Work item →
Nothing but a number belongs in the answer: the count of lines below that contain the word "Append".

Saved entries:
* * * * *

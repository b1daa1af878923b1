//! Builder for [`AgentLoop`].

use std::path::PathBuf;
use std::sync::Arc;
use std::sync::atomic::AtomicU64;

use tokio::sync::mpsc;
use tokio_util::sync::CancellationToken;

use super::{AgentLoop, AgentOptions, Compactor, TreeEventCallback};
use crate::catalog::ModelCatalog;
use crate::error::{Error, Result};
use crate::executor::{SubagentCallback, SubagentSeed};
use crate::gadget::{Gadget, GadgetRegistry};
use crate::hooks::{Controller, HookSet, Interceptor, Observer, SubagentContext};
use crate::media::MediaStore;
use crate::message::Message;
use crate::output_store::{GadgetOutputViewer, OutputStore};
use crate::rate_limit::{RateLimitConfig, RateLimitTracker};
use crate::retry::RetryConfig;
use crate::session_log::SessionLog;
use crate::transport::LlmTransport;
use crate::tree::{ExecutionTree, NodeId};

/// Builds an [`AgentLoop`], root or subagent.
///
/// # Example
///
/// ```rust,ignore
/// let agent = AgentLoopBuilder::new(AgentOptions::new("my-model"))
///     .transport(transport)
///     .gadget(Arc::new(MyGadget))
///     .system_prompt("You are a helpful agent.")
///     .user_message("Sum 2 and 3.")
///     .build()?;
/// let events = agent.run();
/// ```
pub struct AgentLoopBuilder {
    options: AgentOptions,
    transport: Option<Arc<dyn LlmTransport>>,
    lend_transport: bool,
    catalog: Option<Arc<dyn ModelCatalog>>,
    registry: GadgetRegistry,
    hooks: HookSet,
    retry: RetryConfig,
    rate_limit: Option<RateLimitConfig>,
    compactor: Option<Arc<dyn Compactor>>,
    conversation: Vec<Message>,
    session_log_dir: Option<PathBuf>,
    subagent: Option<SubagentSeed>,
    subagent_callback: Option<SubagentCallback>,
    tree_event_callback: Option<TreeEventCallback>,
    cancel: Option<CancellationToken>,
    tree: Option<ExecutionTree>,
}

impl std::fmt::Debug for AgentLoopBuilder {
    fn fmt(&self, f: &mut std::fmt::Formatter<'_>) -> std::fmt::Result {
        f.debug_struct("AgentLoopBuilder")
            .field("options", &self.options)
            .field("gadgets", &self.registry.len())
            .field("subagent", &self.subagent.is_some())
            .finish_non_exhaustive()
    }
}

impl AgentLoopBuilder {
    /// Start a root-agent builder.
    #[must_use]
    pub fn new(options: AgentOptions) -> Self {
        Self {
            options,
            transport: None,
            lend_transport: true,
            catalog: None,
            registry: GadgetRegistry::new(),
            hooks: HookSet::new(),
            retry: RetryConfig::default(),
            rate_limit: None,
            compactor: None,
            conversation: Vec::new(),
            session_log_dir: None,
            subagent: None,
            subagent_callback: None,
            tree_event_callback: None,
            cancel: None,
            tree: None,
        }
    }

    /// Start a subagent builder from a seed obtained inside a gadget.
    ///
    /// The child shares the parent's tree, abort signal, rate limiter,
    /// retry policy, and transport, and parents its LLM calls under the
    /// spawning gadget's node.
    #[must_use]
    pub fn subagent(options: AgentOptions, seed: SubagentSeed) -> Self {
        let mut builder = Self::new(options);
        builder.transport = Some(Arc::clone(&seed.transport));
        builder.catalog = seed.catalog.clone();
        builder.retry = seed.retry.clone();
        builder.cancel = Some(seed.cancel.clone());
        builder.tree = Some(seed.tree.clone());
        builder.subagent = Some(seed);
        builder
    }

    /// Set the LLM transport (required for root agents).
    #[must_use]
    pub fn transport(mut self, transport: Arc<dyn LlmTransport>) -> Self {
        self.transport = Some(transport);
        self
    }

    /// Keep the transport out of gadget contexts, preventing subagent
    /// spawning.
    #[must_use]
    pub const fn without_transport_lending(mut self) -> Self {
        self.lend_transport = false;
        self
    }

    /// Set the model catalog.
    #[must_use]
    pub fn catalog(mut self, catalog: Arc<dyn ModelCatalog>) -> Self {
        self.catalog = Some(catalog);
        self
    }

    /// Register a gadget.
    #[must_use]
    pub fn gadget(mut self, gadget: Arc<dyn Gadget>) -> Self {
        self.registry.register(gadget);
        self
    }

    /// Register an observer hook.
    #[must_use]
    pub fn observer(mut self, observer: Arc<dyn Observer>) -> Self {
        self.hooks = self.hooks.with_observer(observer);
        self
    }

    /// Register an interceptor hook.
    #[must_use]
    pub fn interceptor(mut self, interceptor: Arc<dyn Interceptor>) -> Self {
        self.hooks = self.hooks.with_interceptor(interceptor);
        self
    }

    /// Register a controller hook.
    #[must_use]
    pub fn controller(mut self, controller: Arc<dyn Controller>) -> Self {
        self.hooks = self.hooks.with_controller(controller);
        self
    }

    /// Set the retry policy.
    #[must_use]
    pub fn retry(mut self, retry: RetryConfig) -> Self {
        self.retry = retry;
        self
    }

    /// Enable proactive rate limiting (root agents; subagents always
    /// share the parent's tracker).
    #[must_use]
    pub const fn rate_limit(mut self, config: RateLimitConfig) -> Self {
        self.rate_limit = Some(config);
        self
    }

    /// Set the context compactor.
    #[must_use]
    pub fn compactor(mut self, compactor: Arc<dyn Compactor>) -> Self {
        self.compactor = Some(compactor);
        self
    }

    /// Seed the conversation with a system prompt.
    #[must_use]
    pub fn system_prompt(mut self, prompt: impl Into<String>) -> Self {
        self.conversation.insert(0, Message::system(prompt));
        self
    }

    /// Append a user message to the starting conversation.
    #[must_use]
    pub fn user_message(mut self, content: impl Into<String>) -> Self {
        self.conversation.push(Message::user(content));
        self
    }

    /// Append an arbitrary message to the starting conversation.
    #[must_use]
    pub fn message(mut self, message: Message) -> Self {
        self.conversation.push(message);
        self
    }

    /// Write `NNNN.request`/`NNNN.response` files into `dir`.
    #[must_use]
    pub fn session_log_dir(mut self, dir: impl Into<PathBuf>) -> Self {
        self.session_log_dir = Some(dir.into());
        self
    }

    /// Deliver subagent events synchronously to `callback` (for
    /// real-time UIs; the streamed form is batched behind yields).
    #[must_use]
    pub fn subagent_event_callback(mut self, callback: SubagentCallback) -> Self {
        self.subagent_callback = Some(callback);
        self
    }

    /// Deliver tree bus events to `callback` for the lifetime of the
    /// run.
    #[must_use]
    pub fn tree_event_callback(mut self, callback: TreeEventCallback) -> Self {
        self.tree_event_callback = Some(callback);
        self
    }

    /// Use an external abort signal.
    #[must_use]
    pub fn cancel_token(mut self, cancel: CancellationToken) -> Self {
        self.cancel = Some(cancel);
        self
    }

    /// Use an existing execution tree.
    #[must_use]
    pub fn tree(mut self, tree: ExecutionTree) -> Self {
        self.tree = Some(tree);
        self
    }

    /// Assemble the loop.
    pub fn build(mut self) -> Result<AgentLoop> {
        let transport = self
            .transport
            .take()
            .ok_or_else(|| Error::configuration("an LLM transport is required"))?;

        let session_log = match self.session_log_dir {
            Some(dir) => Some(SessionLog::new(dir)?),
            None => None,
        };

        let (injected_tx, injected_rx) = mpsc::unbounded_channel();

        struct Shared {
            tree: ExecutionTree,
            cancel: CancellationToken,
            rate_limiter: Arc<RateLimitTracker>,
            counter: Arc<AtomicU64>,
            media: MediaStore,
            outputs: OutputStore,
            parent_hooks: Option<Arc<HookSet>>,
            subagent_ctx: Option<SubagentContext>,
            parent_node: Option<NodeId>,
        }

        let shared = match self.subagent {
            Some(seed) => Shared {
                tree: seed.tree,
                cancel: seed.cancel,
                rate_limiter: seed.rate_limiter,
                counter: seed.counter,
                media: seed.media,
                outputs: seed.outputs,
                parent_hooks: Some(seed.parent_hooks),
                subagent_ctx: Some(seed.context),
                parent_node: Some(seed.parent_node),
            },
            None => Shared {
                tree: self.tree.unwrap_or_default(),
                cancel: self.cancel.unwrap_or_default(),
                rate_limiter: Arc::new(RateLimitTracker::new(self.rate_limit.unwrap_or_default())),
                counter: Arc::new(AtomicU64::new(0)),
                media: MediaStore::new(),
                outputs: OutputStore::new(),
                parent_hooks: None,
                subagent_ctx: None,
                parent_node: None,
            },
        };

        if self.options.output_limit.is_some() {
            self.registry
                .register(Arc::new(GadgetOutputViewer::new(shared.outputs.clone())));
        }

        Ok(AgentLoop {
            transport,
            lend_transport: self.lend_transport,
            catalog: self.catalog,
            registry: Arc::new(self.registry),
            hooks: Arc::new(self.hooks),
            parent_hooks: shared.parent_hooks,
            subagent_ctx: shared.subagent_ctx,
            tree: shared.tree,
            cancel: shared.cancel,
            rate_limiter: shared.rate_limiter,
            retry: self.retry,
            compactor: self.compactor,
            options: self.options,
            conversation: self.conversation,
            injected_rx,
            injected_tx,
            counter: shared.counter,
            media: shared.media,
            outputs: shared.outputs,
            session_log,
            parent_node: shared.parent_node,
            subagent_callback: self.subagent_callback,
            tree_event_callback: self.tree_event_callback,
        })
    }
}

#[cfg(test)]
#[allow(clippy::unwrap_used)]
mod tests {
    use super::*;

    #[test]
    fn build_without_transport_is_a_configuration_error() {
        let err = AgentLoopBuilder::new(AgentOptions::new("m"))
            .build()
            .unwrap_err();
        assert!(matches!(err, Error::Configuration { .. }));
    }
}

* * * * *

The completed task →
2